Застонав, миссис Марклхем откинулась на спинку кресла и спряталась за своим веером, решив, по-видимому, больше никогда не показываться.
– С того вечера я говорила с ним только в вашем присутствии, и то лишь в тех случаях, когда это было необходимо, чтобы избежать объяснения с вами. Прошли года, с тех пор как он от меня узнал, какое место он здесь занимает. Ваша тайная забота об его успехах, о которой вы потом мне сообщили, думая, что этим доставляете мне удовольствие, поверьте, еще больше отягчала мне бремя моей тайны…
Хотя доктор всячески пытался ее удержать, она мягко опустилась к его ногам и, смотря на него полными слез глазами, продолжала:
– Нет, пока не отвечайте! Позвольте мне сказать еще несколько слов! Права я была или ошибалась, но, если бы все повторилось снова, мне кажется, я поступила бы точно так же… Вы никогда не поймете, что значит быть преданной вам и знать, что люди помнят о прежних моих отношениях к кому-то другому, знать, что любой человек может оказаться жестоким и заподозрить меня в коварстве, а эти подозрения подкрепляются благодаря стечению обстоятельств. Я была очень молода, и около меня не было никого, кто мог бы мне дать совет. С мамой у меня всегда были разногласия во всем, что касалось вас. Если я замкнулась в себе и никто не знал об оскорблении, которое мне нанесли, то это потому, что слишком уважала вас и мне так хотелось, чтобы вы уважали меня!

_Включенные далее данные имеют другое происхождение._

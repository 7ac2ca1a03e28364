use std::{sync::Arc, time::Duration};

use chrono::Timelike;
use futures::{Stream, stream};
use tracing::{info, trace};

use crate::services::common::PolledProperty;

use super::{TimeData, TimeSource};

const NANOS_PER_SECOND: u32 = 1_000_000_000;

/// Samples the wall clock once per second.
///
/// Each tick sleeps until the next whole second of the time source and then
/// re-reads it, so the samples stay aligned to the wall clock instead of
/// drifting from the moment the service started. Dropping the service (or
/// calling [`ClockService::stop`]) cancels the sampling task.
pub struct ClockService {
    time: PolledProperty<TimeData>,
}

impl ClockService {
    /// Starts sampling `source`, e.g. [`SystemClock`](super::SystemClock) for the host clock.
    ///
    /// Must be called within a tokio runtime.
    pub fn with_source<S: TimeSource>(source: S) -> Self {
        let source: Arc<dyn TimeSource> = Arc::new(source);
        let initial = TimeData::from(source.now());
        let sampler = source.clone();

        let time = PolledProperty::spawn(
            initial,
            Box::pin(second_boundaries(source)),
            move || {
                let time = TimeData::from(sampler.now());
                trace!(
                    hours = time.hours,
                    minutes = time.minutes,
                    seconds = time.seconds,
                    "Clock tick"
                );
                time
            },
        );

        info!("Clock sampler started");
        Self { time }
    }

    /// The most recent sample.
    pub fn current(&self) -> TimeData {
        self.time.get()
    }

    /// Stream of samples: the current one first, then one per tick.
    ///
    /// The stream ends once the service is dropped.
    pub fn watch(&self) -> impl Stream<Item = TimeData> + Send + use<> {
        self.time.watch()
    }

    /// Stops sampling. The last sample stays readable through [`ClockService::current`].
    pub fn stop(&self) {
        info!("Clock sampler stopped");
        self.time.stop();
    }

    /// Whether the sampling task is still alive.
    pub fn is_running(&self) -> bool {
        self.time.is_running()
    }
}

/// Yields once at every whole-second boundary of `source`.
fn second_boundaries(source: Arc<dyn TimeSource>) -> impl Stream<Item = ()> + Send {
    stream::unfold(source, |source| async move {
        tokio::time::sleep(until_next_second(&*source)).await;
        Some(((), source))
    })
}

fn until_next_second(source: &dyn TimeSource) -> Duration {
    // Leap seconds report nanoseconds past one full second.
    let into_second = source.now().nanosecond() % NANOS_PER_SECOND;
    Duration::from_nanos(u64::from(NANOS_PER_SECOND - into_second))
}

– Анни, чистая моя душа! Дорогая моя девочка! – промолвил доктор.
– Погодите, прошу вас! Я скоро кончу. Я не переставала думать о том, что есть много женщин, на которых вы могли бы жениться… Они не были бы вам в тягость, не принесли бы вам столько забот и огорчений и создали семейный очаг, более достойный вас. Я все время со страхом думала, что, пожалуй, было бы лучше, если бы я осталась вашей ученицей, вашей дочерью. Я все время боялась, что не гожусь для вас, такого мудрого и такого ученого… И если я затаила это в душе (а так оно и было!), хотя должна была все рассказать вам, то только поточу, что слишком уважала вас и надеялась, что наступит день, когда и вы станете меня уважать.
– Этот день наступил давно уже, Анни, и на смену ему придет только долгая ночь, моя дорогая.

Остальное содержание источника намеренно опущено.